■ Work instruction: Word for word, set down every line of the entries below from the line with "actual fetches are" to the line with "pub struct CanonicalSourceId(SmolStr);", including both, and no other line.

■ Material to process:
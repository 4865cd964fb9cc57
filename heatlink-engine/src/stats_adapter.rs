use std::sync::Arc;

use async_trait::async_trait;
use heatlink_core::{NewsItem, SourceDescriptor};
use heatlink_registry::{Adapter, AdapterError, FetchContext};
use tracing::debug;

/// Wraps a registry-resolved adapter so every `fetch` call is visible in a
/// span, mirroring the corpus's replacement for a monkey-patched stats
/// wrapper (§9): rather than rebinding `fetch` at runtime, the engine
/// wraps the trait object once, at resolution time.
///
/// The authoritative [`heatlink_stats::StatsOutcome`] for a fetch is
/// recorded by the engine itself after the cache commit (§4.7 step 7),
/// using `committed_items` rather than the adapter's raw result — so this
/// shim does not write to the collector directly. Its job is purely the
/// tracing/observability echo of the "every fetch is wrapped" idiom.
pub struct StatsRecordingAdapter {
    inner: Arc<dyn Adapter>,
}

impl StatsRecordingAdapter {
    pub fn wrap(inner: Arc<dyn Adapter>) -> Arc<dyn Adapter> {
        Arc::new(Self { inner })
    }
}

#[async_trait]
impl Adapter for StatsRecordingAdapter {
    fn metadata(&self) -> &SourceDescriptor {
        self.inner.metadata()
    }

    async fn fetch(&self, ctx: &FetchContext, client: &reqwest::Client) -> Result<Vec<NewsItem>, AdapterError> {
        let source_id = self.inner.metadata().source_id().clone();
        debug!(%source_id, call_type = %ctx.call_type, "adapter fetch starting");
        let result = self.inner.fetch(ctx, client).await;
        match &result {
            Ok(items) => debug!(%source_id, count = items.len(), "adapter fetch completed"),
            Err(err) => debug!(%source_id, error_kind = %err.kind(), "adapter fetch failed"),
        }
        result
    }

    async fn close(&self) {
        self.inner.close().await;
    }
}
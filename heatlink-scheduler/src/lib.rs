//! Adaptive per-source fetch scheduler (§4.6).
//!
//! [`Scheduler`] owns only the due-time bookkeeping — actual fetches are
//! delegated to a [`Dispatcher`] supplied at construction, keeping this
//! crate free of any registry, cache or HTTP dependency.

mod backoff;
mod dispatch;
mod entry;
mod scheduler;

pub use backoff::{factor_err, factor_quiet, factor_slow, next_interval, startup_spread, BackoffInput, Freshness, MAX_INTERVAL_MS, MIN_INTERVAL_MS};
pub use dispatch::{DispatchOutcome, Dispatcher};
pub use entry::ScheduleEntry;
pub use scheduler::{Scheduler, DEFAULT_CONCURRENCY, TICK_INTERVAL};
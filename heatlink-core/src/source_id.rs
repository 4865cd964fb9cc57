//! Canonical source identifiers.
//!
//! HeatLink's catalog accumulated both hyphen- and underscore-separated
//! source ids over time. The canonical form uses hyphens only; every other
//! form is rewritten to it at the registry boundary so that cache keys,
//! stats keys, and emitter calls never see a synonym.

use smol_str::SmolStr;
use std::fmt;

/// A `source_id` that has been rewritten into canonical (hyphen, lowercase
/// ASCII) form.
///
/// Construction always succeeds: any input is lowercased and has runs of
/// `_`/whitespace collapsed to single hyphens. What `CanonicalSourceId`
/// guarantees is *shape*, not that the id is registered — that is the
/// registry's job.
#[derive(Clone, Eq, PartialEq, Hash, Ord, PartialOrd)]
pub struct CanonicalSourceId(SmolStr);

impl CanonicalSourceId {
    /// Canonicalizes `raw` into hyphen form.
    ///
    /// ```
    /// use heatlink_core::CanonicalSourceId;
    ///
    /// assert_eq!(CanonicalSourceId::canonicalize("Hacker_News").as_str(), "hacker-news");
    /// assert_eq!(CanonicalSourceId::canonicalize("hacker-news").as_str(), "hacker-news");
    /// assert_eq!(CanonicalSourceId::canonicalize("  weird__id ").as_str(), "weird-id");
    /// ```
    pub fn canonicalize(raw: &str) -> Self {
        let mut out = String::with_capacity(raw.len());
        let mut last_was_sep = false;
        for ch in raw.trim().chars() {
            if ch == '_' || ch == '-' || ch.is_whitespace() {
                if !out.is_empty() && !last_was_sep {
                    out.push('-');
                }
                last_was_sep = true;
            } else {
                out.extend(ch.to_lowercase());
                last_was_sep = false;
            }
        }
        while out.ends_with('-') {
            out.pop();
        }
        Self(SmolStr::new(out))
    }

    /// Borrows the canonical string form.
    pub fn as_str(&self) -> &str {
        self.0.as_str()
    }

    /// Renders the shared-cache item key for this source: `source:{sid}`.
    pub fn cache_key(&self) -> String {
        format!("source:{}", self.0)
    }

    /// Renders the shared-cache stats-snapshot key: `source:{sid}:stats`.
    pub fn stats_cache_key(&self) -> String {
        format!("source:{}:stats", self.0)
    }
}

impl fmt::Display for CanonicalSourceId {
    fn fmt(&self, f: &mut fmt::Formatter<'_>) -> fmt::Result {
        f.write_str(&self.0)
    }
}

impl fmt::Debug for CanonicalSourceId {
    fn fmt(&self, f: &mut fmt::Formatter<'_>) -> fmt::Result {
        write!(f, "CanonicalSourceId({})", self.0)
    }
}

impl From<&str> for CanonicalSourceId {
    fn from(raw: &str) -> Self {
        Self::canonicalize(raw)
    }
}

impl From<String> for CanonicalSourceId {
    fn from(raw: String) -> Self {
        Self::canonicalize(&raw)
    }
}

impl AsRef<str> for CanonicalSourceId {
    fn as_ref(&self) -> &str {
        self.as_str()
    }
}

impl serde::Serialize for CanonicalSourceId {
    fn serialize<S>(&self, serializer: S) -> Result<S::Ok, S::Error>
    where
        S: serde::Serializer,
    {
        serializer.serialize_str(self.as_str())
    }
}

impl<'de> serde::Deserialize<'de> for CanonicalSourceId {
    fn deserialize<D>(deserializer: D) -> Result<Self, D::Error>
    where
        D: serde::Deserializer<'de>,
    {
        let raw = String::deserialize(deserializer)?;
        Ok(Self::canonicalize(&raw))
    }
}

■ Solved problem:
//! [`Scheduler`] owns only the due-time bookkeeping — actual fetches are
//! delegated to a [`Dispatcher`] supplied at construction, keeping this
//! crate free of any registry, cache or HTTP dependency.

mod backoff;
mod dispatch;
mod entry;
mod scheduler;

pub use backoff::{factor_err, factor_quiet, factor_slow, next_interval, startup_spread, BackoffInput, Freshness, MAX_INTERVAL_MS, MIN_INTERVAL_MS};
pub use dispatch::{DispatchOutcome, Dispatcher};
pub use entry::ScheduleEntry;
pub use scheduler::{Scheduler, DEFAULT_CONCURRENCY, TICK_INTERVAL};
filename heatlink-core/src/source_id.rs
repository 4865cd964fb9cc57
//! Canonical source identifiers.
//!
//! HeatLink's catalog accumulated both hyphen- and underscore-separated
//! source ids over time. The canonical form uses hyphens only; every other
//! form is rewritten to it at the registry boundary so that cache keys,
//! stats keys, and emitter calls never see a synonym.

use smol_str::SmolStr;
use std::fmt;

/// A `source_id` that has been rewritten into canonical (hyphen, lowercase
/// ASCII) form.
///
/// Construction always succeeds: any input is lowercased and has runs of
/// `_`/whitespace collapsed to single hyphens. What `CanonicalSourceId`
/// guarantees is *shape*, not that the id is registered — that is the
/// registry's job.
#[derive(Clone, Eq, PartialEq, Hash, Ord, PartialOrd)]
pub struct CanonicalSourceId(SmolStr);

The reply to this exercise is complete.